With the recent congressional battle still fresh in mind, Paulson stressed that the new, more comprehensive approach wasn't a giveaway to banks and other lenders.
"Institutions that sell shares to the government will accept restrictions on executive compensation, including a . . . ban on golden parachutes during the period that Treasury holds equity issued through this program," he said. "In addition, taxpayers will not only own shares that should be paid back with a reasonable return but also will receive warrants for common shares in participating institutions. We expect all participating banks to continue and to strengthen their efforts to help struggling homeowners who can afford their homes avoid foreclosure."

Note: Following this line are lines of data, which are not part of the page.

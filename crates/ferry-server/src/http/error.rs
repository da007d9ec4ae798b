/*
 *  Copyright 2025-2026 Colliery Software
 *
 *  Licensed under the Apache License, Version 2.0 (the "License");
 *  you may not use this file except in compliance with the License.
 *  You may obtain a copy of the License at
 *
 *      http://www.apache.org/licenses/LICENSE-2.0
 *
 *  Unless required by applicable law or agreed to in writing, software
 *  distributed under the License is distributed on an "AS IS" BASIS,
 *  WITHOUT WARRANTIES OR CONDITIONS OF ANY KIND, either express or implied.
 *  See the License for the specific language governing permissions and
 *  limitations under the License.
 */

use axum::extract::rejection::JsonRejection;
use axum::http::StatusCode;
use axum::response::{IntoResponse, Response};
use axum::Json;
use ferry::RelayError;
use serde_json::json;
use tracing::error;

/// Error returned by every handler, rendered as `{"error": message}`.
#[derive(Debug)]
pub enum ApiError {
    BadRequest(String),
    NotFound(String),
    Relay(RelayError),
}

impl ApiError {
    pub fn status_code(&self) -> StatusCode {
        match self {
            ApiError::BadRequest(_) => StatusCode::BAD_REQUEST,
            ApiError::NotFound(_) => StatusCode::NOT_FOUND,
            ApiError::Relay(RelayError::Validation(_)) => StatusCode::BAD_REQUEST,
            ApiError::Relay(RelayError::UnknownCategory(_)) => StatusCode::NOT_FOUND,
            ApiError::Relay(RelayError::Store(_)) => StatusCode::INTERNAL_SERVER_ERROR,
        }
    }

    pub fn message(&self) -> String {
        match self {
            ApiError::BadRequest(message) | ApiError::NotFound(message) => message.clone(),
            ApiError::Relay(err) => err.to_string(),
        }
    }
}

impl From<RelayError> for ApiError {
    fn from(err: RelayError) -> Self {
        ApiError::Relay(err)
    }
}

impl From<JsonRejection> for ApiError {
    fn from(rejection: JsonRejection) -> Self {
        ApiError::BadRequest(rejection.body_text())
    }
}

impl IntoResponse for ApiError {
    fn into_response(self) -> Response {
        let status = self.status_code();
        if status.is_server_error() {
            error!("Request failed: {}", self.message());
        }
        (status, Json(json!({ "error": self.message() }))).into_response()
    }
}
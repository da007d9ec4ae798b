/*
 *  Copyright 2025-2026 Colliery Software
 *
 *  Licensed under the Apache License, Version 2.0 (the "License");
 *  you may not use this file except in compliance with the License.
 *  You may obtain a copy of the License at
 *
 *      http://www.apache.org/licenses/LICENSE-2.0
 *
 *  Unless required by applicable law or agreed to in writing, software
 *  distributed under the License is distributed on an "AS IS" BASIS,
 *  WITHOUT WARRANTIES OR CONDITIONS OF ANY KIND, either express or implied.
 *  See the License for the specific language governing permissions and
 *  limitations under the License.
 */

//! Identifier allocation, including concurrent allocation on one category.

use ferry::{StoreError, UniversalTimestamp, DAL};
use std::collections::HashSet;
use std::sync::Arc;
use tokio::sync::Barrier;

use crate::fixtures::fixture;

#[tokio::test]
async fn test_seeded_categories_are_provisioned() {
    let fixture = fixture().await;

    let categories = fixture.dal.counters().list_categories().await.unwrap();
    assert_eq!(categories, vec!["connectioncheck", "logincheckrequest"]);
}

#[tokio::test]
async fn test_identifiers_increase_per_category() {
    let fixture = fixture().await;
    let counters = fixture.dal.counters();

    assert_eq!(counters.next("connectioncheck").await.unwrap(), "00001");
    assert_eq!(counters.next("connectioncheck").await.unwrap(), "00002");
    // Categories do not share an identifier space.
    assert_eq!(counters.next("logincheckrequest").await.unwrap(), "00001");
    assert_eq!(counters.current("connectioncheck").await.unwrap(), Some(2));
}

#[tokio::test]
async fn test_unknown_category_is_rejected() {
    let fixture = fixture().await;

    let err = fixture.dal.counters().next("unprovisioned").await.unwrap_err();
    assert!(matches!(err, StoreError::CategoryNotFound(ref c) if c == "unprovisioned"));
    assert_eq!(fixture.dal.counters().current("unprovisioned").await.unwrap(), None);
}

#[tokio::test]
async fn test_provision_is_idempotent_and_never_resets() {
    let fixture = fixture().await;
    let counters = fixture.dal.counters();

    assert!(counters.provision("billingcheck").await.unwrap());
    assert_eq!(counters.next("billingcheck").await.unwrap(), "00001");

    assert!(!counters.provision("billingcheck").await.unwrap());
    assert_eq!(counters.next("billingcheck").await.unwrap(), "00002");
}

#[tokio::test]
async fn test_failed_create_does_not_consume_an_identifier() {
    let fixture = fixture().await;
    let requests = fixture.dal.requests();

    let err = requests
        .create("unprovisioned", "http://sub/cb", None, UniversalTimestamp::now())
        .await
        .unwrap_err();
    assert!(matches!(err, StoreError::CategoryNotFound(_)));

    let created = requests
        .create("connectioncheck", "http://sub/cb", None, UniversalTimestamp::now())
        .await
        .unwrap();
    assert_eq!(created.identifier, "00001");
}

/// Concurrent creates on one category must yield pairwise distinct
/// identifiers that together form the contiguous range 1..=N.
#[tokio::test]
async fn test_concurrent_creates_are_distinct_and_contiguous() {
    let fixture = fixture().await;

    const NUM_CALLERS: usize = 25;
    let barrier = Arc::new(Barrier::new(NUM_CALLERS));
    let mut handles = Vec::new();

    for _ in 0..NUM_CALLERS {
        let dal = DAL::new(fixture.database.clone());
        let barrier = barrier.clone();

        handles.push(tokio::spawn(async move {
            barrier.wait().await;
            dal.requests()
                .create("connectioncheck", "http://sub/cb", None, UniversalTimestamp::now())
                .await
                .expect("create failed")
                .identifier
        }));
    }

    let mut identifiers = Vec::new();
    for handle in handles {
        identifiers.push(handle.await.expect("task panicked"));
    }

    let unique: HashSet<&String> = identifiers.iter().collect();
    assert_eq!(unique.len(), NUM_CALLERS, "duplicate identifiers: {:?}", identifiers);

    let mut numbers: Vec<usize> = identifiers.iter().map(|id| id.parse().unwrap()).collect();
    numbers.sort_unstable();
    assert_eq!(numbers, (1..=NUM_CALLERS).collect::<Vec<_>>());
    assert!(identifiers.iter().all(|id| id.len() == 5));
}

Not all nine of the banks that are participating in the government's equity purchase program did so voluntarily. Paulson met with their executives late Monday and let it be known that it was in their interest to participate, calling the move patriotic. One reason for the reluctance was that the Treasury will curtail the lucrative executive compensation and bonuses for top bankers who participate in the program.
The nine initial banks taking part are Bank of America, Merrill Lynch, Bank of New York Mellon, Citigroup, Goldman Sachs, J.P. Morgan Chase, Morgan Stanley, State Street and Wells Fargo.
In another important development Tuesday, the Federal Reserve set Oct. 27 as the date to begin purchasing commercial paper from U.S. corporations. This paper is a short-term promissory note that helps corporations fund their day-to-day needs, but the market for this staple of finance has dried up amid the credit crisis. The Fed announced earlier this month that it would bypass banks and lend directly to corporations through the Commercial Paper Funding Facility. The lending will occur only on three-month notes that have the highest rating.
Bush sent a letter Tuesday to the leaders of the House and Senate, informing them of his intent to spend $350 billion to purchase distressed assets from troubled banks and financial firms.
The Treasury's point man on the rescue plan, Neel Kashkari, on Monday unveiled a number of appointments and hires designed to move on the purchases in coming weeks. He noted that he won't buy only complex mortgage-backed securities, which involve pools of thousands of mortgages, but also whole loans. These are individual mortgages held by banks, many of them community or regional banks. The distinction means that the Treasury will aim to remove bad assets from banks both big and small in an effort to remove obstacles to lending.